The Kansas City Shuffle of Photojournalism / Meme-Hustling

Since Mandela's funeral, huge media focus swivelled giddily to the related scandals. Firstly that the sign-language interpreter of the ceremony was 'making it up' - he's now saying that he was hallucinating and hearing voices and alternately that it was a schizophrenic episode. The second was 'that selfie.' The one of David Cameron, the Danish prime minster Helle Thorning Schmidt and Barack Obama sharing a grinning selfie on an iPhone while Michelle scowled at the sidelines.

The media predictably erupted at the lack of respect shown by these world leaders as the photo quickly went viral (including capping a particularly prescient tumblr.) The photographer, Roberto Schmidt, recently posted on the AFP blog detailing the story behind the photograph and taking apart a lot of the preconceptions around it; the funeral was largely a cheerful and celebratory event where the selfie didn't feel out of place or disrespectful at the time; Michelle wasn't scowling it was just a coincidence of the timing as the other photos in the sequence show.

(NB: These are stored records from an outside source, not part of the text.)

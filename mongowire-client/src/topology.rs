//! Replica-set discovery.
//!
//! Discovery walks the `hosts` lists returned by isMaster breadth-first from
//! the seed. Members are keyed by the address they report for themselves
//! (`me`), so a host reached under two spellings is registered once.

use crate::command::ensure_ok;
use crate::config::ClientConfig;
use crate::connection::{Connection, ConnectionConfig, ConnectionHandle};
use crate::database::Database;
use crate::document::lenient_bool;
use crate::error::ClientError;
use crate::pool::StreamPool;
use crate::stream::{normalize_address, Dialer};
use bson::{doc, Bson, Document};
use std::collections::{HashMap, HashSet, VecDeque};
use std::sync::Arc;

/// The fields of an isMaster reply discovery reads.
#[derive(Debug, Clone, Default, PartialEq, Eq)]
pub struct IsMasterReply {
    pub ismaster: bool,
    pub secondary: bool,
    /// The member's own canonical address.
    pub me: Option<String>,
    pub hosts: Vec<String>,
    pub set_name: Option<String>,
}

impl IsMasterReply {
    /// Reads the reply leniently: role flags may be booleans or numbers, and
    /// absent fields take their defaults.
    pub fn from_document(reply: &Document) -> Self {
        let hosts = reply
            .get_array("hosts")
            .map(|hosts| {
                hosts
                    .iter()
                    .filter_map(Bson::as_str)
                    .map(str::to_string)
                    .collect()
            })
            .unwrap_or_default();
        Self {
            ismaster: lenient_bool(reply, "ismaster").unwrap_or(false),
            secondary: lenient_bool(reply, "secondary").unwrap_or(false),
            me: reply.get_str("me").ok().map(str::to_string),
            hosts,
            set_name: reply.get_str("setName").ok().map(str::to_string),
        }
    }
}

fn is_master_command() -> Document {
    doc! {"isMaster": 1}
}

/// One replica-set member.
#[derive(Debug)]
pub struct Member {
    address: String,
    is_primary: bool,
    set_name: Option<String>,
    connection: ConnectionHandle,
    pool: Arc<StreamPool>,
}

impl Member {
    /// Canonical address, as reported by the member.
    pub fn address(&self) -> &str {
        &self.address
    }

    pub fn is_primary(&self) -> bool {
        self.is_primary
    }

    pub fn set_name(&self) -> Option<&str> {
        self.set_name.as_deref()
    }

    pub fn connection(&self) -> ConnectionHandle {
        self.connection.clone()
    }

    pub fn pool(&self) -> &StreamPool {
        &self.pool
    }
}

/// Known members and the one used by default.
///
/// Built once by [`Topology::discover`] or [`Topology::direct`]; membership is
/// not refreshed afterwards.
#[derive(Debug)]
pub struct Topology {
    members: HashMap<String, Member>,
    primary: Option<String>,
    default_address: String,
}

struct Probe {
    connection: Connection,
    pool: Arc<StreamPool>,
    reply: IsMasterReply,
}

async fn probe(
    address: &str,
    dialer: &Arc<dyn Dialer>,
    config: &ClientConfig,
    conn_config: &ConnectionConfig,
) -> Result<Probe, ClientError> {
    let pool = Arc::new(StreamPool::new(
        address,
        dialer.clone(),
        config.pool.max_size,
    ));
    pool.prefill(config.pool.initial_size).await?;
    let stream = pool.checkout().await?;

    let mut connection = Connection::from_stream(address, stream, conn_config.clone());
    let reply = connection.run_command("admin", &is_master_command()).await?;
    ensure_ok(&reply)?;
    let reply = IsMasterReply::from_document(&reply);

    Ok(Probe {
        connection,
        pool,
        reply,
    })
}

impl Topology {
    /// Discovers the replica set reachable from `seed`.
    ///
    /// The seed must answer; other members that cannot be reached are
    /// skipped. The primary becomes the default member when one is found,
    /// otherwise the seed does.
    pub async fn discover(
        seed: &str,
        dialer: Arc<dyn Dialer>,
        config: &ClientConfig,
    ) -> Result<Self, ClientError> {
        let seed = normalize_address(seed)?;
        let conn_config = config.connection_config();
        let max_depth = config.discovery.max_depth;
        let max_members = config.discovery.max_members;

        let mut queue = VecDeque::from([(seed.clone(), 0usize)]);
        let mut attempted: HashSet<String> = HashSet::new();
        let mut members: HashMap<String, Member> = HashMap::new();
        let mut primary: Option<String> = None;
        let mut seed_member: Option<String> = None;

        while let Some((address, depth)) = queue.pop_front() {
            if !attempted.insert(address.clone()) {
                continue;
            }
            if members.len() >= max_members {
                tracing::warn!(
                    "Member limit {} reached; not exploring {}",
                    max_members,
                    address
                );
                break;
            }

            let is_seed = address == seed && seed_member.is_none();
            let Probe {
                mut connection,
                pool,
                reply,
            } = match probe(&address, &dialer, config, &conn_config).await {
                Ok(probe) => probe,
                Err(e) if is_seed => return Err(e),
                Err(e) => {
                    tracing::warn!("Skipping member {}: {}", address, e);
                    continue;
                }
            };

            let me = reply
                .me
                .as_deref()
                .and_then(|me| normalize_address(me).ok())
                .unwrap_or_else(|| address.clone());

            if members.contains_key(&me) {
                tracing::debug!("{} is already known as {}; closing", address, me);
                connection.close().await;
                pool.discard();
                continue;
            }
            attempted.insert(me.clone());

            if depth < max_depth {
                for host in &reply.hosts {
                    match normalize_address(host) {
                        Ok(host) if !attempted.contains(&host) && !members.contains_key(&host) => {
                            queue.push_back((host, depth + 1));
                        }
                        Ok(_) => {}
                        Err(e) => tracing::warn!("Ignoring host listed by {}: {}", me, e),
                    }
                }
            } else if !reply.hosts.is_empty() {
                tracing::debug!("Depth limit {} reached at {}", max_depth, me);
            }

            if reply.ismaster && primary.is_none() {
                primary = Some(me.clone());
            }
            if is_seed {
                seed_member = Some(me.clone());
            }

            tracing::debug!(
                "Registered member {} (primary={}, set={:?})",
                me,
                reply.ismaster,
                reply.set_name
            );
            members.insert(
                me.clone(),
                Member {
                    address: me,
                    is_primary: reply.ismaster,
                    set_name: reply.set_name,
                    connection: connection.into_handle(),
                    pool,
                },
            );
        }

        let default_address = primary
            .clone()
            .or(seed_member)
            .ok_or(ClientError::NoMembers)?;

        tracing::info!(
            "Discovered {} member(s) from {}; primary: {}",
            members.len(),
            seed,
            primary.as_deref().unwrap_or("none")
        );

        Ok(Self {
            members,
            primary,
            default_address,
        })
    }

    /// Registers `address` as the only member without running discovery.
    pub async fn direct(
        address: &str,
        dialer: Arc<dyn Dialer>,
        config: &ClientConfig,
    ) -> Result<Self, ClientError> {
        let address = normalize_address(address)?;
        let pool = Arc::new(StreamPool::new(
            address.clone(),
            dialer,
            config.pool.max_size,
        ));
        pool.prefill(config.pool.initial_size).await?;
        let stream = pool.checkout().await?;
        let connection = Connection::from_stream(address.clone(), stream, config.connection_config());

        let mut members = HashMap::new();
        members.insert(
            address.clone(),
            Member {
                address: address.clone(),
                is_primary: false,
                set_name: None,
                connection: connection.into_handle(),
                pool,
            },
        );
        tracing::info!("Connected directly to {}", address);

        Ok(Self {
            members,
            primary: None,
            default_address: address,
        })
    }

    pub fn len(&self) -> usize {
        self.members.len()
    }

    pub fn is_empty(&self) -> bool {
        self.members.is_empty()
    }

    pub fn members(&self) -> impl Iterator<Item = &Member> {
        self.members.values()
    }

    pub fn member(&self, address: &str) -> Option<&Member> {
        self.members.get(address)
    }

    pub fn primary(&self) -> Option<&Member> {
        self.primary.as_deref().and_then(|a| self.members.get(a))
    }

    fn default_member(&self) -> Result<&Member, ClientError> {
        self.members
            .get(&self.default_address)
            .ok_or(ClientError::NoMembers)
    }

    pub fn default_address(&self) -> &str {
        &self.default_address
    }

    /// The connection operations go through.
    pub fn default_connection(&self) -> Result<ConnectionHandle, ClientError> {
        Ok(self.default_member()?.connection())
    }

    /// A database on the default connection.
    pub fn database(&self, name: &str) -> Result<Database, ClientError> {
        Ok(Database::new(name, self.default_connection()?))
    }

    /// Probes the default connection with isMaster. On failure, and only then,
    /// swaps in a fresh stream from that member's pool.
    pub async fn check_alive(&self) -> Result<(), ClientError> {
        let member = self.default_member()?;
        let mut conn = member.connection.lock().await;

        let probe = match conn.run_command("admin", &is_master_command()).await {
            Ok(reply) => ensure_ok(&reply),
            Err(e) => Err(e),
        };

        match probe {
            Ok(()) => Ok(()),
            Err(e) => {
                tracing::warn!("Health probe of {} failed: {}", member.address, e);
                member.pool.discard();
                let stream = member.pool.checkout().await?;
                conn.replace_stream(stream).await;
                tracing::info!("Replaced connection to {}", member.address);
                Ok(())
            }
        }
    }

    /// Closes every member connection.
    pub async fn close(&self) {
        for member in self.members.values() {
            member.connection.lock().await.close().await;
        }
    }
}
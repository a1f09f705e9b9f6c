//! Command execution.

use crate::Commands;
use colored::Colorize;
use mongowire_client::bson::{Bson, Document};
use mongowire_client::{Client, FindOptions};
use mongowire_protocol::Namespace;
use serde_json::Value;

/// Executes a command and returns the formatted output.
pub async fn execute(client: &Client, cmd: Commands) -> Result<String, Box<dyn std::error::Error>> {
    match cmd {
        Commands::Topology => {
            let topology = client.topology();
            let mut members: Vec<_> = topology.members().collect();
            members.sort_by(|a, b| a.address().cmp(b.address()));

            let mut output = format!(
                "{} ({} member(s))\n",
                "Topology".bold(),
                topology.len()
            );
            for member in members {
                let role = if member.is_primary() {
                    "PRIMARY".green()
                } else {
                    "SECONDARY".yellow()
                };
                let set = member.set_name().unwrap_or("-");
                let marker = if member.address() == topology.default_address() {
                    " *"
                } else {
                    ""
                };
                output.push_str(&format!(
                    "  {} [{}] set: {}{}\n",
                    member.address().cyan(),
                    role,
                    set,
                    marker
                ));
            }
            Ok(output.trim_end().to_string())
        }

        Commands::IsMaster => {
            let reply = client
                .run_command("admin", &mongowire_client::bson::doc! {"isMaster": 1})
                .await?;
            Ok(format_document(reply))
        }

        Commands::Command { database, command } => {
            let command = parse_document_arg(&command)?;
            let reply = client.run_command(&database, &command).await?;
            Ok(format_document(reply))
        }

        Commands::Find {
            namespace,
            filter,
            limit,
            batch_size,
            skip,
            sort,
            slave_ok,
        } => {
            let namespace = Namespace::parse(&namespace)?;
            let filter = filter
                .map(|f| parse_document_arg(&f))
                .transpose()?
                .unwrap_or_default();

            let mut options = FindOptions::new()
                .with_limit(limit)
                .with_batch_size(batch_size)
                .with_skip(skip);
            if let Some(sort) = sort {
                options = options.with_sort(parse_document_arg(&sort)?);
            }
            if slave_ok {
                options = options.slave_ok();
            }

            let collection = client
                .database(&namespace.database)?
                .collection(&namespace.collection);
            let mut cursor = collection.find(filter, options).await?;
            let documents: Vec<Document> = cursor.collect().await?;

            if documents.is_empty() {
                return Ok("No documents found".yellow().to_string());
            }
            let count = documents.len();
            let mut output = String::new();
            for document in documents {
                output.push_str(&format_document(document));
                output.push('\n');
            }
            output.push_str(&format!("{}: {}", "Documents".dimmed(), count));
            Ok(output)
        }

        Commands::Insert {
            namespace,
            documents,
        } => {
            let namespace = Namespace::parse(&namespace)?;
            let documents = documents
                .iter()
                .map(|d| parse_document_arg(d))
                .collect::<Result<Vec<_>, _>>()?;

            let outcome = client
                .database(&namespace.database)?
                .collection(&namespace.collection)
                .insert(&documents)
                .await?;
            Ok(format!(
                "{} {} document(s) into {}",
                "Inserted".green(),
                outcome.n,
                namespace.to_string().cyan()
            ))
        }
    }
}

/// Parses a JSON argument (either inline JSON or @file.json) into a document.
fn parse_document_arg(arg: &str) -> Result<Document, Box<dyn std::error::Error>> {
    let value: Value = if let Some(path) = arg.strip_prefix('@') {
        let content = std::fs::read_to_string(path)?;
        serde_json::from_str(&content)?
    } else {
        serde_json::from_str(arg)?
    };
    json_to_document(value)
}

/// Converts JSON, extended JSON included, into a BSON document.
fn json_to_document(value: Value) -> Result<Document, Box<dyn std::error::Error>> {
    match Bson::try_from(value)? {
        Bson::Document(document) => Ok(document),
        other => Err(format!("expected a JSON object, got {}", other).into()),
    }
}

/// Formats a document as relaxed extended JSON.
fn format_document(document: Document) -> String {
    let value = Bson::Document(document).into_relaxed_extjson();
    serde_json::to_string_pretty(&value).unwrap_or_else(|_| value.to_string())
}
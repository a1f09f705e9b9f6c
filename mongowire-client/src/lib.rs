//! # mongowire-client
//!
//! Async client for servers speaking the legacy MongoDB wire protocol.
//!
//! This crate provides:
//! - Connections with request ID tracking and latched transport errors
//! - Replica-set discovery through isMaster
//! - Cursors over OP_QUERY / OP_GET_MORE / OP_KILL_CURSORS
//! - Database commands and write-result classification
//! - Per-member stream pools

pub mod client;
pub mod collection;
pub mod command;
pub mod config;
pub mod connection;
pub mod cursor;
pub mod database;
pub mod document;
pub mod error;
pub mod options;
pub mod pool;
pub mod stream;
pub mod topology;

#[cfg(test)]
mod testing;

pub use client::Client;
pub use collection::Collection;
pub use command::WriteOutcome;
pub use config::{ClientConfig, ConfigError};
pub use connection::{Connection, ConnectionConfig, ConnectionHandle, ConnectionState};
pub use cursor::{Cursor, CursorState};
pub use database::Database;
pub use error::{ClientError, WriteConcernError, WriteError};
pub use options::{FindOptions, RemoveOptions, UpdateOptions};
pub use pool::StreamPool;
pub use stream::{BoxedStream, Dialer, TcpDialer, Transport};
pub use topology::{IsMasterReply, Member, Topology};

pub use bson;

This defence is important but irrelevant next to the photo's purpose - the fact that the media coverage of Mandela's funeral focused on the Selfie and the hallucinating signer. The meme-bomb mega-tonnage of this photo provides a neat distraction from all the unresolved hypocrisy of these relationships. Stories examining the difficult histories that various world leaders have had and have with Apartheid South Africa and Mandela are largely glossed over by the Kansas City Shuffle of photo memes.

A few weeks previously, this photograph of David Cameron had a similar viral mega-tonnage, at least around Britain. Following an article in the Guardian, the photograph of Cameron delivering a speech heralding an age of permanent austerity from a golden lectern at the Lord Mayor's Banquet sparked predictable outrage.

Again, the story and the photo provided a neat distraction from what he was actually saying. The conversation around the event steered from 'David Cameron is telling us we'll be living under austerity forever' to 'David Cameron delivers lecture on austerity from a golden lectern' - a subtle but important shift in the perception of the event. A kind of inverted nudge-based Kansas City Shuffle.

Are these traces of a new weapon against public discourse? Accelerating difficult political manoeuvres into satire where no serious debate can be had. Of course it attracts attention to the subject of austerity or the difficult politics around South Africa but at the same time it shifts a controlled debate into short-lived outrage and satire where nothing effective can happen. The worrying trend of outrage-baiting that has infected social networks and the mainstream press is a troubling sign of a weaponised Kansas City Shuffle.